Technical

Generic Schema Markup Is Worse Than No Schema for AI Citations

A 730-citation study found generic schema underperforms no schema by 18 points. Here's what attribute-rich implementation looks like and why it matters.

RivalHound Team
8 min read
Generic Schema Markup Is Worse Than No Schema for AI Citations

Generic Schema Markup Is Worse Than No Schema for AI Citations

Most teams implementing schema markup for AI visibility are making themselves less visible. Not slightly less. Measurably less.

A peer-reviewed study by Growth Marshal analyzing 730 AI citations across ChatGPT and Gemini found that pages with generic, minimally populated schema earned citations just 41.6% of the time. Pages with no schema at all? 59.8%.

Read that again. Doing nothing beat doing schema badly by 18 percentage points.

The same study found that pages with attribute-rich schema, where every relevant field was populated with concrete data, earned citations 61.7% of the time. So the gap between bad schema and good schema is 20 points. But the gap between bad schema and no schema is what should alarm you.

If your schema implementation consists of slapping an Article type and an Organization block on every page and calling it done, you’re actively sabotaging your AI visibility.

Why Generic Schema Hurts

This seems counterintuitive. Shouldn’t some schema be better than none? The answer has to do with how AI systems evaluate trust signals.

When an AI platform encounters schema markup, it treats that markup as a claim about the page’s content. An Article schema says “this is an article.” An Organization schema says “this entity exists.” But if those claims are thin (no author, no dateModified, no specific attributes), the AI system has just received a signal that the content is structured but unsubstantiated.

Think of it like a resume.

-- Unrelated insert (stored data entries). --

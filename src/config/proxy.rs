//! Proxy resolution from the preference store.
//!
//! The store carries a toggle plus separate HTTP and HTTPS endpoints; the
//! webview session takes a single proxy URL. The HTTPS endpoint inherits
//! the HTTP value when not configured explicitly, and a malformed endpoint
//! degrades to "no proxy" rather than surfacing an error.

use tauri::Url;

use crate::config::keys;
use crate::config::ConfigStore;
use crate::error::{ShellError, ShellResult};

/// Resolved proxy endpoints, after fallback.
#[derive(Debug, Clone, PartialEq, Eq)]
pub struct ProxySettings {
    pub http: String,
    pub https: String,
}

impl ProxySettings {
    /// Resolve proxy settings from the store.
    ///
    /// `None` unless the proxy toggle is set and an HTTP endpoint exists.
    /// A missing HTTPS endpoint is populated with the HTTP value.
    pub fn resolve(store: &ConfigStore) -> Option<Self> {
        if !store.get_flag(keys::USE_PROXY) {
            return None;
        }
        let http = store.get_str(keys::HTTP_PROXY)?.to_string();
        let https = store
            .get_str(keys::HTTPS_PROXY)
            .map(str::to_string)
            .unwrap_or_else(|| http.clone());
        Some(Self { http, https })
    }

    /// The URL applied to the webview session. The hosted page is
    /// HTTPS-only, so the HTTPS endpoint wins.
    pub fn webview_proxy_url(&self) -> ShellResult<Url> {
        endpoint_to_url(&self.https)
    }
}

/// Turn a configured endpoint (`host:port` or a full URL) into a proxy URL.
fn endpoint_to_url(endpoint: &str) -> ShellResult<Url> {
    let candidate = if endpoint.contains("://") {
        endpoint.to_string()
    } else {
        format!("http://{}", endpoint)
    };
    Url::parse(&candidate).map_err(|e| ShellError::InvalidProxy(format!("{}: {}", endpoint, e)))
}

#[cfg(test)]
mod tests {
    use super::*;

    fn store_with(entries: &[(&str, serde_json::Value)]) -> ConfigStore {
        let mut store = ConfigStore::new("unused.json");
        for (key, value) in entries {
            store.set(key, value.clone());
        }
        store
    }

    #[test]
    fn test_disabled_toggle_means_no_proxy() {
        let store = store_with(&[(keys::HTTP_PROXY, "127.0.0.1:8080".into())]);
        assert_eq!(ProxySettings::resolve(&store), None);
    }

    #[test]
    fn test_toggle_without_endpoint_means_no_proxy() {
        let store = store_with(&[(keys::USE_PROXY, true.into())]);
        assert_eq!(ProxySettings::resolve(&store), None);
    }

    #[test]
    fn test_https_falls_back_to_http() {
        let store = store_with(&[
            (keys::USE_PROXY, true.into()),
            (keys::HTTP_PROXY, "proxy.local:3128".into()),
        ]);
        let settings = ProxySettings::resolve(&store).unwrap();
        assert_eq!(settings.http, "proxy.local:3128");
        assert_eq!(settings.https, "proxy.local:3128");
    }

    #[test]
    fn test_explicit_https_wins() {
        let store = store_with(&[
            (keys::USE_PROXY, true.into()),
            (keys::HTTP_PROXY, "proxy.local:3128".into()),
            (keys::HTTPS_PROXY, "secure.local:3129".into()),
        ]);
        let settings = ProxySettings::resolve(&store).unwrap();
        assert_eq!(settings.https, "secure.local:3129");
    }

    #[test]
    fn test_bare_endpoint_gets_a_scheme() {
        let url = endpoint_to_url("proxy.local:3128").unwrap();
        assert_eq!(url.as_str(), "http://proxy.local:3128/");
    }

    #[test]
    fn test_full_url_endpoint_is_kept() {
        let url = endpoint_to_url("socks5://127.0.0.1:1080").unwrap();
        assert_eq!(url.scheme(), "socks5");
    }

    #[test]
    fn test_malformed_endpoint_is_an_error_not_a_panic() {
        assert!(endpoint_to_url("http://[broken").is_err());
    }
}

A blank resume tells an employer nothing. A resume with just a name and “experienced professional” tells them you don’t have much to say. A detailed resume with specific roles, dates, and accomplishments tells them you’re credible. The middle option is worse than the first because it implies you tried and came up short.

AI systems appear to work the same way. Generic schema acts as a negative trust signal, as if the page is trying to look authoritative but can’t back it up.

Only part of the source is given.